(EXTRACTED ENTRIES begins)

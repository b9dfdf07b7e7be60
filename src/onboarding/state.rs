//! Wizard state — draft profile, navigation position, and the consent gate.

use secrecy::{ExposeSecret, SecretString};
use serde::{Deserialize, Serialize};

use super::model::{LicensePhotoRef, Role, VehicleType};

/// Pixels of slack when deciding whether a terms box is scrolled to the end.
pub const SCROLL_END_TOLERANCE: f64 = 5.0;

/// Email and password collected at the first step.
#[derive(Debug)]
pub struct Credentials {
    pub email: String,
    pub password: SecretString,
}

impl Clone for Credentials {
    fn clone(&self) -> Self {
        Self {
            email: self.email.clone(),
            password: SecretString::from(self.password.expose_secret().to_string()),
        }
    }
}

impl Default for Credentials {
    fn default() -> Self {
        Self {
            email: String::new(),
            password: SecretString::from(String::new()),
        }
    }
}

impl Credentials {
    pub fn has_password(&self) -> bool {
        !self.password.expose_secret().is_empty()
    }
}

/// Role-conditional fields. Only those belonging to the active track are
/// ever filled in.
#[derive(Debug, Clone, Default, PartialEq, Eq, Serialize)]
pub struct RoleDraft {
    #[serde(skip_serializing_if = "Option::is_none")]
    pub city: Option<String>,
    #[serde(skip_serializing_if = "Option::is_none")]
    pub address: Option<String>,
    #[serde(skip_serializing_if = "Option::is_none")]
    pub license_number: Option<String>,
    #[serde(skip_serializing_if = "Option::is_none")]
    pub vehicle_type: Option<VehicleType>,
    #[serde(skip_serializing_if = "Option::is_none")]
    pub vehicle_info: Option<String>,
    #[serde(skip_serializing_if = "Option::is_none")]
    pub license_photo: Option<LicensePhotoRef>,
}

/// Read-before-agree gate on the final step.
///
/// `agreed` is only ever true while `has_scrolled_to_end` is true.
#[derive(Debug, Clone, Copy, Default, PartialEq, Eq, Serialize)]
pub struct Consent {
    has_scrolled_to_end: bool,
    agreed: bool,
}

impl Consent {
    pub fn has_scrolled_to_end(&self) -> bool {
        self.has_scrolled_to_end
    }

    pub fn agreed(&self) -> bool {
        self.agreed
    }

    pub fn is_satisfied(&self) -> bool {
        self.has_scrolled_to_end && self.agreed
    }

    /// Once the end has been reached the gate stays open.
    pub fn record_scroll(&mut self, reached_end: bool) {
        self.has_scrolled_to_end |= reached_end;
    }

    /// Returns the resulting agreement. Agreeing is a no-op while the gate
    /// is closed; withdrawing is always allowed.
    pub fn set_agreed(&mut self, value: bool) -> bool {
        if value && !self.has_scrolled_to_end {
            return self.agreed;
        }
        self.agreed = value;
        self.agreed
    }
}

/// Scroll event from the terms box.
#[derive(Debug, Clone, Copy, PartialEq, Deserialize)]
#[serde(untagged)]
pub enum ScrollReport {
    /// Raw element metrics; end is reached within `SCROLL_END_TOLERANCE`.
    Metrics {
        scroll_top: f64,
        client_height: f64,
        scroll_height: f64,
    },
    /// The client already decided.
    Flag { reached_end: bool },
}

impl ScrollReport {
    pub fn reached_end(&self) -> bool {
        match *self {
            Self::Metrics {
                scroll_top,
                client_height,
                scroll_height,
            } => scroll_top + client_height >= scroll_height - SCROLL_END_TOLERANCE,
            Self::Flag { reached_end } => reached_end,
        }
    }
}

impl From<bool> for ScrollReport {
    fn from(reached_end: bool) -> Self {
        Self::Flag { reached_end }
    }
}

/// Transient presentation flags. Never part of a profile.
#[derive(Debug, Clone, Copy, Default, PartialEq, Eq, Serialize)]
pub struct UiFlags {
    pub show_confetti: bool,
}

/// Field values submitted for a step. Fields that don't belong to the
/// current step are ignored.
#[derive(Debug, Default, Deserialize)]
pub struct StepFields {
    #[serde(default)]
    pub email: Option<String>,
    #[serde(default, deserialize_with = "deserialize_secret")]
    pub password: Option<SecretString>,
    #[serde(default)]
    pub role: Option<Role>,
    #[serde(default)]
    pub city: Option<String>,
    #[serde(default)]
    pub address: Option<String>,
    #[serde(default)]
    pub license_number: Option<String>,
    #[serde(default)]
    pub vehicle_type: Option<VehicleType>,
    #[serde(default)]
    pub vehicle_info: Option<String>,
    #[serde(default)]
    pub license_photo: Option<LicensePhotoRef>,
}

fn deserialize_secret<'de, D>(deserializer: D) -> Result<Option<SecretString>, D::Error>
where
    D: serde::Deserializer<'de>,
{
    Ok(Option::<String>::deserialize(deserializer)?.map(SecretString::from))
}

impl StepFields {
    pub fn credentials(email: &str, password: &str) -> Self {
        Self {
            email: Some(email.to_string()),
            password: Some(SecretString::from(password.to_string())),
            ..Default::default()
        }
    }

    pub fn with_role(mut self, role: Role) -> Self {
        self.role = Some(role);
        self
    }

    pub fn city(city: &str) -> Self {
        Self {
            city: Some(city.to_string()),
            ..Default::default()
        }
    }

    pub fn address(address: &str) -> Self {
        Self {
            address: Some(address.to_string()),
            ..Default::default()
        }
    }

    pub fn license(license_number: &str) -> Self {
        Self {
            license_number: Some(license_number.to_string()),
            ..Default::default()
        }
    }

    pub fn vehicle(
        vehicle_type: VehicleType,
        vehicle_info: &str,
        license_photo: Option<LicensePhotoRef>,
    ) -> Self {
        Self {
            vehicle_type: Some(vehicle_type),
            vehicle_info: Some(vehicle_info.to_string()),
            license_photo,
            ..Default::default()
        }
    }
}

/// Everything the wizard has collected so far, plus where it is.
#[derive(Debug, Clone)]
pub struct WizardState {
    /// 1-based position within the active role's track.
    pub step: usize,
    pub role: Option<Role>,
    pub credentials: Credentials,
    pub role_data: RoleDraft,
    pub consent: Consent,
    pub ui: UiFlags,
}

impl Default for WizardState {
    fn default() -> Self {
        Self {
            step: 1,
            role: None,
            credentials: Credentials::default(),
            role_data: RoleDraft::default(),
            consent: Consent::default(),
            ui: UiFlags::default(),
        }
    }
}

(EXTRACTED ENTRIES ends)

TO DO: The entries shown above must be restated word for word.

ANSWER AREA:
repository b9dfdf07b7e7be60
filename src/onboarding/state.rs
//! Wizard state — draft profile, navigation position, and the consent gate.

use secrecy::{ExposeSecret, SecretString};
use serde::{Deserialize, Serialize};

use super::model::{LicensePhotoRef, Role, VehicleType};

/// Pixels of slack when deciding whether a terms box is scrolled to the end.
pub const SCROLL_END_TOLERANCE: f64 = 5.0;

/// Email and password collected at the first step.
#[derive(Debug)]
pub struct Credentials {
    pub email: String,
    pub password: SecretString,
}

impl Clone for Credentials {
    fn clone(&self) -> Self {
        Self {
            email: self.email.clone(),
            password: SecretString::from(self.password.expose_secret().to_string()),
        }
    }
}

impl Default for Credentials {
    fn default() -> Self {
        Self {
            email: String::new(),
            password: SecretString::from(String::new()),
        }
    }
}

impl Credentials {
    pub fn has_password(&self) -> bool {
        !self.password.expose_secret().is_empty()
    }
}

/// Role-conditional fields. Only those belonging to the active track are
/// ever filled in.
#[derive(Debug, Clone, Default, PartialEq, Eq, Serialize)]
pub struct RoleDraft {
    #[serde(skip_serializing_if = "Option::is_none")]
    pub city: Option<String>,
    #[serde(skip_serializing_if = "Option::is_none")]
    pub address: Option<String>,
    #[serde(skip_serializing_if = "Option::is_none")]
    pub license_number: Option<String>,
    #[serde(skip_serializing_if = "Option::is_none")]
    pub vehicle_type: Option<VehicleType>,
    #[serde(skip_serializing_if = "Option::is_none")]
    pub vehicle_info: Option<String>,
    #[serde(skip_serializing_if = "Option::is_none")]
    pub license_photo: Option<LicensePhotoRef>,
}

/// Read-before-agree gate on the final step.
///
/// `agreed` is only ever true while `has_scrolled_to_end` is true.
#[derive(Debug, Clone, Copy, Default, PartialEq, Eq, Serialize)]
pub struct Consent {
    has_scrolled_to_end: bool,
    agreed: bool,
}

impl Consent {
    pub fn has_scrolled_to_end(&self) -> bool {
        self.has_scrolled_to_end
    }

    pub fn agreed(&self) -> bool {
        self.agreed
    }

    pub fn is_satisfied(&self) -> bool {
        self.has_scrolled_to_end && self.agreed
    }

    /// Once the end has been reached the gate stays open.
    pub fn record_scroll(&mut self, reached_end: bool) {
        self.has_scrolled_to_end |= reached_end;
    }

    /// Returns the resulting agreement. Agreeing is a no-op while the gate
    /// is closed; withdrawing is always allowed.
    pub fn set_agreed(&mut self, value: bool) -> bool {
        if value && !self.has_scrolled_to_end {
            return self.agreed;
        }
        self.agreed = value;
        self.agreed
    }
}

/// Scroll event from the terms box.
#[derive(Debug, Clone, Copy, PartialEq, Deserialize)]
#[serde(untagged)]
pub enum ScrollReport {
    /// Raw element metrics; end is reached within `SCROLL_END_TOLERANCE`.
    Metrics {
        scroll_top: f64,
        client_height: f64,
        scroll_height: f64,
    },
    /// The client already decided.
    Flag { reached_end: bool },
}

impl ScrollReport {
    pub fn reached_end(&self) -> bool {
        match *self {
            Self::Metrics {
                scroll_top,
                client_height,
                scroll_height,
            } => scroll_top + client_height >= scroll_height - SCROLL_END_TOLERANCE,
            Self::Flag { reached_end } => reached_end,
        }
    }
}

impl From<bool> for ScrollReport {
    fn from(reached_end: bool) -> Self {
        Self::Flag { reached_end }
    }
}

/// Transient presentation flags. Never part of a profile.
#[derive(Debug, Clone, Copy, Default, PartialEq, Eq, Serialize)]
pub struct UiFlags {
    pub show_confetti: bool,
}

/// Field values submitted for a step. Fields that don't belong to the
/// current step are ignored.
#[derive(Debug, Default, Deserialize)]
pub struct StepFields {
    #[serde(default)]
    pub email: Option<String>,
    #[serde(default, deserialize_with = "deserialize_secret")]
    pub password: Option<SecretString>,
    #[serde(default)]
    pub role: Option<Role>,
    #[serde(default)]
    pub city: Option<String>,
    #[serde(default)]
    pub address: Option<String>,
    #[serde(default)]
    pub license_number: Option<String>,
    #[serde(default)]
    pub vehicle_type: Option<VehicleType>,
    #[serde(default)]
    pub vehicle_info: Option<String>,
    #[serde(default)]
    pub license_photo: Option<LicensePhotoRef>,
}

fn deserialize_secret<'de, D>(deserializer: D) -> Result<Option<SecretString>, D::Error>
where
    D: serde::Deserializer<'de>,
{
    Ok(Option::<String>::deserialize(deserializer)?.map(SecretString::from))
}

impl StepFields {
    pub fn credentials(email: &str, password: &str) -> Self {
        Self {
            email: Some(email.to_string()),
            password: Some(SecretString::from(password.to_string())),
            ..Default::default()
        }
    }

    pub fn with_role(mut self, role: Role) -> Self {
        self.role = Some(role);
        self
    }

    pub fn city(city: &str) -> Self {
        Self {
            city: Some(city.to_string()),
            ..Default::default()
        }
    }

    pub fn address(address: &str) -> Self {
        Self {
            address: Some(address.to_string()),
            ..Default::default()
        }
    }

    pub fn license(license_number: &str) -> Self {
        Self {
            license_number: Some(license_number.to_string()),
            ..Default::default()
        }
    }

    pub fn vehicle(
        vehicle_type: VehicleType,
        vehicle_info: &str,
        license_photo: Option<LicensePhotoRef>,
    ) -> Self {
        Self {
            vehicle_type: Some(vehicle_type),
            vehicle_info: Some(vehicle_info.to_string()),
            license_photo,
            ..Default::default()
        }
    }
}

/// Everything the wizard has collected so far, plus where it is.
#[derive(Debug, Clone)]
pub struct WizardState {
    /// 1-based position within the active role's track.
    pub step: usize,
    pub role: Option<Role>,
    pub credentials: Credentials,
    pub role_data: RoleDraft,
    pub consent: Consent,
    pub ui: UiFlags,
}

impl Default for WizardState {
    fn default() -> Self {
        Self {
            step: 1,
            role: None,
            credentials: Credentials::default(),
            role_data: RoleDraft::default(),
            consent: Consent::default(),
            ui: UiFlags::default(),
        }
    }
}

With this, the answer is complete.